Y así, vemos que los giróvagos de hoy en día se convierten en sarabaítas envalentonados, que se dedican a vender milagros y esperanza a granel para admiración de la feligresía turismática. Llámense santones, lugares de turisperegrinación o lo que se quiera, son todos síntomas de una misma realidad.
Es un fenómeno que se retroalimenta de testimonios difusos y perecederos, los cuales aceptamos sin mayor verificación y sin ponerles filtro alguno. Por eso, le damos el micrófono al converso de apenas dos meses y no nos llama la atención la perseverancia del discípulo de toda la vida.
Quizá la clave para entender por qué todo esto está mal nos la da San Benito cuando critica que los giróvagos «sirven a su propia voluntad». Efectivamente, si rascamos, al final lo que vemos son chivos sin ley, que campan a sus anchas sin sujetarse más que a la emoción que los arrastra de lugar en lugar.
¿Quién nos librará de hacer nuestra voluntad? ¿Quién nos asegura que no estamos engañándonos a nosotros mismos en la apariencia de una vida cristiana con motivos espirituales elevados?

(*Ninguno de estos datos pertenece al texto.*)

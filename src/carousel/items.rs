use serde::Serialize;
use std::sync::{Arc, OnceLock};

/// What the page surface shows for one item: a full-bleed image page with a
/// black backdrop, aspect-fit.
#[derive(Debug, Clone, PartialEq, Eq, Serialize)]
#[serde(rename_all = "camelCase")]
pub struct StoryPage {
    pub key: String,
    pub title: String,
    pub image_name: String,
}

/// Shared handle to a materialized page. Identity (`Arc::ptr_eq`) is stable
/// for the lifetime of the item that produced it.
pub type DisplayHandle = Arc<StoryPage>;

#[derive(Debug)]
pub struct CarouselItem {
    key: String,
    title: String,
    image_name: String,
    display: OnceLock<DisplayHandle>,
}

impl CarouselItem {
    pub fn new(
        key: impl Into<String>,
        title: impl Into<String>,
        image_name: impl Into<String>,
    ) -> Self {
        Self {
            key: key.into(),
            title: title.into(),
            image_name: image_name.into(),
            display: OnceLock::new(),
        }
    }

    pub fn key(&self) -> &str {
        &self.key
    }

    pub fn title(&self) -> &str {
        &self.title
    }

    pub fn is_resolved(&self) -> bool {
        self.display.get().is_some()
    }

    /// Builds the page on first use and hands out the same handle afterwards.
    pub fn resolve_display(&self) -> DisplayHandle {
        self.display
            .get_or_init(|| {
                Arc::new(StoryPage {
                    key: self.key.clone(),
                    title: self.title.clone(),
                    image_name: self.image_name.clone(),
                })
            })
            .clone()
    }
}

pub trait ItemProvider {
    fn items(&self) -> Vec<CarouselItem>;
}

/// The four character stories shipped with the demo.
#[derive(Debug, Default, Clone, Copy)]
pub struct ShowcaseItems;

impl ItemProvider for ShowcaseItems {
    fn items(&self) -> Vec<CarouselItem> {
        vec![
            CarouselItem::new("butcher", "Billy Butcher", "butcher"),
            CarouselItem::new("frenchie", "Frenchie", "frenchie"),
            CarouselItem::new("hughie", "Hughie Campbell", "hughie"),
            CarouselItem::new("mothers-milk", "Mother's Milk", "mm"),
        ]
    }
}
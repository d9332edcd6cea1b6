pub mod controller;
pub mod listener;
pub mod segment;
pub mod state;


pub use controller::TimelineController;
pub use listener::{TimelineEvent, TimelineListener};
pub use segment::Segment;
pub use state::{SegmentedTimeline, TimelineSnapshot, TimelineStatus, DEFAULT_TICK_INTERVAL};
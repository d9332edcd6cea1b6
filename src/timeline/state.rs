use chrono::{DateTime, Utc};
use log::debug;
use serde::{Deserialize, Serialize};
use std::fmt;
use std::time::Duration;

use crate::error::TimelineError;

use super::listener::TimelineListener;
use super::segment::Segment;

pub const DEFAULT_TICK_INTERVAL: Duration = Duration::from_millis(10);

// Float accumulation of `tick / duration` can land just short of 1.0.
const FILL_EPSILON: f64 = 1e-9;

#[derive(Debug, Clone, Copy, Serialize, Deserialize, PartialEq, Eq, Default)]
#[serde(rename_all = "camelCase")]
pub enum TimelineStatus {
    #[default]
    Idle,
    Running,
    Paused,
    Finished,
}

impl TimelineStatus {
    pub fn as_str(&self) -> &'static str {
        match self {
            TimelineStatus::Idle => "idle",
            TimelineStatus::Running => "running",
            TimelineStatus::Paused => "paused",
            TimelineStatus::Finished => "finished",
        }
    }

    /// Idle and Finished are both "stopped".
    pub fn is_stopped(&self) -> bool {
        matches!(self, TimelineStatus::Idle | TimelineStatus::Finished)
    }
}

#[derive(Debug, Clone, Serialize)]
#[serde(rename_all = "camelCase")]
pub struct TimelineSnapshot {
    pub status: TimelineStatus,
    pub active_index: usize,
    pub segment_count: usize,
    pub fills: Vec<f64>,
    pub duration_ms: u64,
    pub run_started_at: Option<DateTime<Utc>>,
}

/// Ordered set of segments plus the state machine that fills them one at a
/// time. Purely synchronous: something else calls [`SegmentedTimeline::tick`]
/// every `tick_interval`.
pub struct SegmentedTimeline {
    segments: Vec<Segment>,
    active_index: usize,
    duration: Duration,
    tick_interval: Duration,
    status: TimelineStatus,
    /// Bumped whenever ticking is rescheduled or cancelled from outside the
    /// tick path. A ticker bound to an older epoch is stale.
    epoch: u64,
    run_started_at: Option<DateTime<Utc>>,
    listener: Option<Box<dyn TimelineListener>>,
}

impl fmt::Debug for SegmentedTimeline {
    fn fmt(&self, f: &mut fmt::Formatter<'_>) -> fmt::Result {
        f.debug_struct("SegmentedTimeline")
            .field("segments", &self.segments)
            .field("active_index", &self.active_index)
            .field("duration", &self.duration)
            .field("tick_interval", &self.tick_interval)
            .field("status", &self.status)
            .field("epoch", &self.epoch)
            .field("has_listener", &self.listener.is_some())
            .finish()
    }
}

impl SegmentedTimeline {
    pub fn new(segment_count: usize, duration: Duration) -> Result<Self, TimelineError> {
        if segment_count < 1 {
            return Err(TimelineError::invalid("segment count must be at least 1"));
        }
        if duration.is_zero() {
            return Err(TimelineError::invalid("segment duration must be positive"));
        }

        Ok(Self {
            segments: vec![Segment::new(); segment_count],
            active_index: 0,
            duration,
            tick_interval: DEFAULT_TICK_INTERVAL,
            status: TimelineStatus::Idle,
            epoch: 0,
            run_started_at: None,
            listener: None,
        })
    }

    /// Same as [`SegmentedTimeline::new`] but takes the duration in seconds,
    /// rejecting zero, negative, non-finite and unrepresentably large values.
    pub fn with_duration_secs(segment_count: usize, secs: f64) -> Result<Self, TimelineError> {
        if !secs.is_finite() || secs <= 0.0 {
            return Err(TimelineError::invalid(format!(
                "segment duration must be positive, got {secs}"
            )));
        }
        let duration = Duration::try_from_secs_f64(secs).map_err(|err| {
            TimelineError::invalid(format!("segment duration {secs}s is out of range: {err}"))
        })?;
        Self::new(segment_count, duration)
    }

    pub fn with_tick_interval(mut self, tick_interval: Duration) -> Result<Self, TimelineError> {
        if tick_interval.is_zero() {
            return Err(TimelineError::invalid("tick interval must be positive"));
        }
        self.tick_interval = tick_interval;
        Ok(self)
    }

    pub fn len(&self) -> usize {
        self.segments.len()
    }

    pub fn is_empty(&self) -> bool {
        self.segments.is_empty()
    }

    pub fn segments(&self) -> &[Segment] {
        &self.segments
    }

    pub fn fill_at(&self, index: usize) -> Result<f64, TimelineError> {
        self.segments
            .get(index)
            .map(Segment::fill)
            .ok_or(TimelineError::OutOfRange {
                index,
                len: self.segments.len(),
            })
    }

    pub fn active_index(&self) -> usize {
        self.active_index
    }

    pub fn status(&self) -> TimelineStatus {
        self.status
    }

    pub fn is_running(&self) -> bool {
        self.status == TimelineStatus::Running
    }

    pub fn is_paused(&self) -> bool {
        self.status == TimelineStatus::Paused
    }

    pub fn duration(&self) -> Duration {
        self.duration
    }

    pub fn tick_interval(&self) -> Duration {
        self.tick_interval
    }

    pub fn epoch(&self) -> u64 {
        self.epoch
    }

    pub fn run_started_at(&self) -> Option<DateTime<Utc>> {
        self.run_started_at
    }

    /// Fill added to the active segment per tick.
    pub fn fill_step(&self) -> f64 {
        self.tick_interval.as_secs_f64() / self.duration.as_secs_f64()
    }

    pub fn snapshot(&self) -> TimelineSnapshot {
        TimelineSnapshot {
            status: self.status,
            active_index: self.active_index,
            segment_count: self.segments.len(),
            fills: self.segments.iter().map(Segment::fill).collect(),
            duration_ms: u64::try_from(self.duration.as_millis()).unwrap_or(u64::MAX),
            run_started_at: self.run_started_at,
        }
    }

    /// Registers `listener`, returning the one it replaces.
    pub fn set_listener(
        &mut self,
        listener: Box<dyn TimelineListener>,
    ) -> Option<Box<dyn TimelineListener>> {
        self.listener.replace(listener)
    }

    pub fn take_listener(&mut self) -> Option<Box<dyn TimelineListener>> {
        self.listener.take()
    }

    /// (Re)starts ticking at the current active index with its fill reset.
    /// From `Finished` this begins a new run.
    pub fn start_animation(&mut self) {
        self.begin_run_if_finished();
        self.segments[self.active_index].set_fill(0.0);
        self.schedule();
        debug!(
            "timeline started at segment {}/{}",
            self.active_index,
            self.segments.len()
        );
    }

    /// Applies one tick to the active segment. Returns `false` when the
    /// timeline is not running and the tick was ignored.
    pub fn tick(&mut self) -> bool {
        if self.status != TimelineStatus::Running {
            return false;
        }

        let step = self.fill_step();
        let segment = &mut self.segments[self.active_index];
        let next = segment.fill() + step;
        if next >= 1.0 - FILL_EPSILON {
            segment.set_fill(1.0);
            self.advance();
        } else {
            segment.set_fill(next);
        }
        true
    }

    /// Forces the active segment full and moves on. At the last segment this
    /// finishes the run. A finished run ignores it.
    pub fn skip(&mut self) {
        if self.status == TimelineStatus::Finished {
            debug!("skip ignored, timeline already finished");
            return;
        }
        self.cancel_tick();
        self.segments[self.active_index].set_fill(1.0);
        self.advance();
    }

    /// Restarts the previous segment, or the first one when already there.
    pub fn rewind(&mut self) {
        self.cancel_tick();
        self.segments[self.active_index].set_fill(0.0);

        let new_index = self.active_index.saturating_sub(1);
        self.segments[new_index].set_fill(0.0);
        self.active_index = new_index;
        self.begin_run_if_finished();
        self.schedule();
        self.notify_index_changed(new_index);
    }

    pub fn jump_to(&mut self, index: usize) -> Result<(), TimelineError> {
        if index >= self.segments.len() {
            return Err(TimelineError::OutOfRange {
                index,
                len: self.segments.len(),
            });
        }

        self.cancel_tick();
        for (position, segment) in self.segments.iter_mut().enumerate() {
            segment.set_fill(if position < index { 1.0 } else { 0.0 });
        }
        self.active_index = index;
        self.begin_run_if_finished();
        self.schedule();
        self.notify_index_changed(index);
        Ok(())
    }

    pub fn finish(&mut self) {
        self.cancel_tick();
        for segment in &mut self.segments {
            segment.set_fill(1.0);
        }
        self.status = TimelineStatus::Finished;
        debug!("timeline finished after {} segments", self.segments.len());
        if let Some(listener) = self.listener.as_mut() {
            listener.on_finished();
        }
    }

    pub fn pause(&mut self) -> bool {
        if self.status != TimelineStatus::Running {
            return false;
        }
        self.epoch = self.epoch.wrapping_add(1);
        self.status = TimelineStatus::Paused;
        true
    }

    pub fn resume(&mut self) -> bool {
        if self.status != TimelineStatus::Paused {
            return false;
        }
        self.schedule();
        true
    }

    /// Stops ticking and leaves fills and index untouched.
    pub fn cancel(&mut self) {
        self.cancel_tick();
        self.status = TimelineStatus::Idle;
    }

    pub fn reset(&mut self) {
        self.cancel();
        for segment in &mut self.segments {
            segment.set_fill(0.0);
        }
        self.active_index = 0;
        self.run_started_at = None;
    }

    fn advance(&mut self) {
        let new_index = self.active_index + 1;
        if new_index < self.segments.len() {
            self.active_index = new_index;
            self.segments[new_index].set_fill(0.0);
            if self.status != TimelineStatus::Running {
                self.schedule();
            }
            self.notify_index_changed(new_index);
        } else {
            self.finish();
        }
    }

    fn begin_run_if_finished(&mut self) {
        if self.status == TimelineStatus::Finished {
            self.run_started_at = Some(Utc::now());
        }
    }

    fn schedule(&mut self) {
        if self.run_started_at.is_none() {
            self.run_started_at = Some(Utc::now());
        }
        self.epoch = self.epoch.wrapping_add(1);
        self.status = TimelineStatus::Running;
    }

    fn cancel_tick(&mut self) {
        if self.status == TimelineStatus::Running {
            self.epoch = self.epoch.wrapping_add(1);
        }
    }

    fn notify_index_changed(&mut self, index: usize) {
        if let Some(listener) = self.listener.as_mut() {
            listener.on_active_index_changed(index);
        }
    }
}
use anyhow::{Context, Result};
use tokio::sync::mpsc;
use tokio_util::sync::CancellationToken;

use crate::{
    error::TimelineError,
    settings::CarouselSettings,
    timeline::{SegmentedTimeline, TimelineController, TimelineEvent},
};

use super::{
    display::{NavigationDirection, PageDisplay},
    input::UserInput,
    items::CarouselItem,
};

// Set to true to trace every input and page change
const ENABLE_LOGS: bool = true;

use crate::{log_debug, log_error, log_info, log_warn};

/// Full-screen story carousel: one item on screen, a segmented timeline
/// advancing through them, taps to navigate, swipe down to close.
pub struct CarouselController<D: PageDisplay> {
    items: Vec<CarouselItem>,
    display: D,
    timeline: TimelineController,
    events: mpsc::UnboundedReceiver<TimelineEvent>,
    current_index: usize,
    dismiss_on_finish: bool,
    dismissed: CancellationToken,
}

impl<D: PageDisplay> CarouselController<D> {
    pub fn new(items: Vec<CarouselItem>, display: D, settings: &CarouselSettings) -> Result<Self> {
        if items.is_empty() {
            return Err(TimelineError::invalid("carousel needs at least one item"))
                .context("cannot build carousel");
        }

        let (tx, events) = mpsc::unbounded_channel();
        let mut timeline = SegmentedTimeline::new(items.len(), settings.segment_duration())
            .and_then(|timeline| timeline.with_tick_interval(settings.tick_interval()))
            .context("invalid carousel timing")?;
        timeline.set_listener(Box::new(tx));

        Ok(Self {
            items,
            display,
            timeline: TimelineController::new(timeline),
            events,
            current_index: 0,
            dismiss_on_finish: settings.dismiss_on_finish,
            dismissed: CancellationToken::new(),
        })
    }

    pub fn current_index(&self) -> usize {
        self.current_index
    }

    pub fn item_count(&self) -> usize {
        self.items.len()
    }

    pub fn display(&self) -> &D {
        &self.display
    }

    pub fn timeline(&self) -> &TimelineController {
        &self.timeline
    }

    pub fn is_dismissed(&self) -> bool {
        self.dismissed.is_cancelled()
    }

    /// Token cancelled once the carousel is dismissed.
    pub fn dismissed_token(&self) -> CancellationToken {
        self.dismissed.clone()
    }

    /// Shows the first item and starts the timeline.
    pub async fn start(&mut self) -> Result<()> {
        self.current_index = 0;
        self.show(0, NavigationDirection::Forward);
        self.timeline
            .start_animation()
            .await
            .context("failed to start carousel timeline")?;
        log_info!("carousel started with {} items", self.items.len());
        Ok(())
    }

    pub async fn handle_input(&mut self, input: UserInput) -> Result<()> {
        if self.is_dismissed() {
            log_debug!("ignoring {input:?}, carousel already dismissed");
            return Ok(());
        }
        log_debug!("input {input:?} at item {}", self.current_index);

        match input {
            UserInput::TapRight => self.timeline.skip().await,
            UserInput::TapLeft => self.timeline.rewind().await,
            UserInput::Select(index) => {
                if let Err(err) = self.timeline.jump_to(index).await {
                    log_warn!("cannot select item: {err}");
                }
            }
            UserInput::SwipeDown => {
                self.dismiss().await;
                return Ok(());
            }
            UserInput::Pause => {
                self.timeline.pause().await;
            }
            UserInput::Resume => {
                self.timeline.resume().await;
            }
        }

        self.apply_pending().await;
        Ok(())
    }

    /// Applies every timeline notification already queued.
    pub async fn apply_pending(&mut self) {
        while let Ok(event) = self.events.try_recv() {
            self.apply_event(event).await;
        }
    }

    async fn apply_event(&mut self, event: TimelineEvent) {
        match event {
            TimelineEvent::IndexChanged { index } => {
                if index >= self.items.len() {
                    log_warn!(
                        "index {index} out of range for {} items, ignoring",
                        self.items.len()
                    );
                    return;
                }
                let direction = NavigationDirection::between(self.current_index, index);
                self.show(index, direction);
                self.current_index = index;
            }
            TimelineEvent::Finished => {
                if self.dismiss_on_finish {
                    log_info!("all {} items shown", self.items.len());
                    self.dismiss().await;
                } else {
                    log_debug!("timeline finished, staying on item {}", self.current_index);
                }
            }
        }
    }

    fn show(&mut self, index: usize, direction: NavigationDirection) {
        let handle = self.items[index].resolve_display();
        if let Err(err) = self.display.show(&handle, direction, true) {
            log_error!("failed to show item {index} ({}): {err:?}", handle.key);
        }
    }

    /// Stops the timeline and closes the presentation. Idempotent.
    pub async fn dismiss(&mut self) {
        if self.is_dismissed() {
            return;
        }
        self.timeline.cancel().await;
        if let Err(err) = self.display.dismiss(true) {
            log_error!("failed to dismiss carousel: {err:?}");
        }
        self.dismissed.cancel();
    }

    /// Starts the carousel and reacts to timeline notifications and user input
    /// until it is dismissed or the input stream closes.
    pub async fn run(&mut self, mut inputs: mpsc::Receiver<UserInput>) -> Result<()> {
        self.start().await?;

        let dismissed = self.dismissed.clone();
        loop {
            tokio::select! {
                _ = dismissed.cancelled() => break,
                event = self.events.recv() => match event {
                    Some(event) => self.apply_event(event).await,
                    None => break,
                },
                input = inputs.recv() => match input {
                    Some(input) => self.handle_input(input).await?,
                    None => {
                        log_info!("input closed, dismissing carousel");
                        self.dismiss().await;
                    }
                },
            }
        }

        self.timeline.take_listener().await;
        Ok(())
    }
}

La respuesta es la comunidad vivida en la Iglesia y el grupo concreto. Eso es lo que viven los discípulos, aquellos que caminan en un solo lugar, una sola comunidad, una sola familia. Con sus luces y sus sombras, su humanidad pecadora y la santidad a la que aspiran, las comunidades cristianas nos ayudan a no ir por libre, a salir de nosotros mismos y de nuestras espiritualidades glotonas.
Seamos francos, nuestro modelo de parroquias de la tardocristiandad, derivado en un modelo de devoción personal y santidad individual a la carta, no ayuda para nada en este sentido. Uno puede ser perfectamente devoto, tener su práctica cristiana, recibir su eucaristía, hacer su oración… y no interactuar con el hermano más que para darle la paz el domingo, con el pobre para echarle un centimillo sin mirarle a la cara y con el cura de tarde en tarde cuando tiene que pasar por el confesionario.
En una época que niega toda institución y fomenta el individualismo hasta el extremo, debemos hilar muy fino para no caer en la misma mundanidad que nos rodea, disfrazada de una capa de espiritualidad. Una Iglesia que practica el individualismo como lo hace el mundo de hoy, es pasto de los lobos que saben bien que solo fuera del redil se hacen vulnerables las presas, y por eso las atraen con sus cantos de sirena lejos de la seguridad de la solicitud del pastor y el calor de la comunidad.
Tal vez debiéramos replantearnos profundamente cómo juzgamos los frutos de las cosas, de los predicadores, de los lugares de impacto y de las experiencias «alabantes» por las que, cual veraneantes en campaña, deambulan nuestros hermanos todos los estíos. Sin hacer de menos experiencias de conversión, sanación y perdón que podemos encontrar en una cita masiva o puntual, creo que no estaría de más poner en valor las experiencias reposadas que generan verdadera comunidad, salvación y sanaciones sostenidas en el tiempo.
Es lo que, por boca de San Bernardo, Raymond llamaba el fuego lento, que al final tiene muchísimo más poder calórico que el fogonazo del momento que quema rápido y poco.
Converso de ayer, discípulo de hoy, misionero del mañana, debiera ser la formulación y el lema de todos los cristianos.
Todo lo demás, es una deformación que se formula como el título de este post: giróvago de ayer, turismático de hoy, sarabaíta del mañana.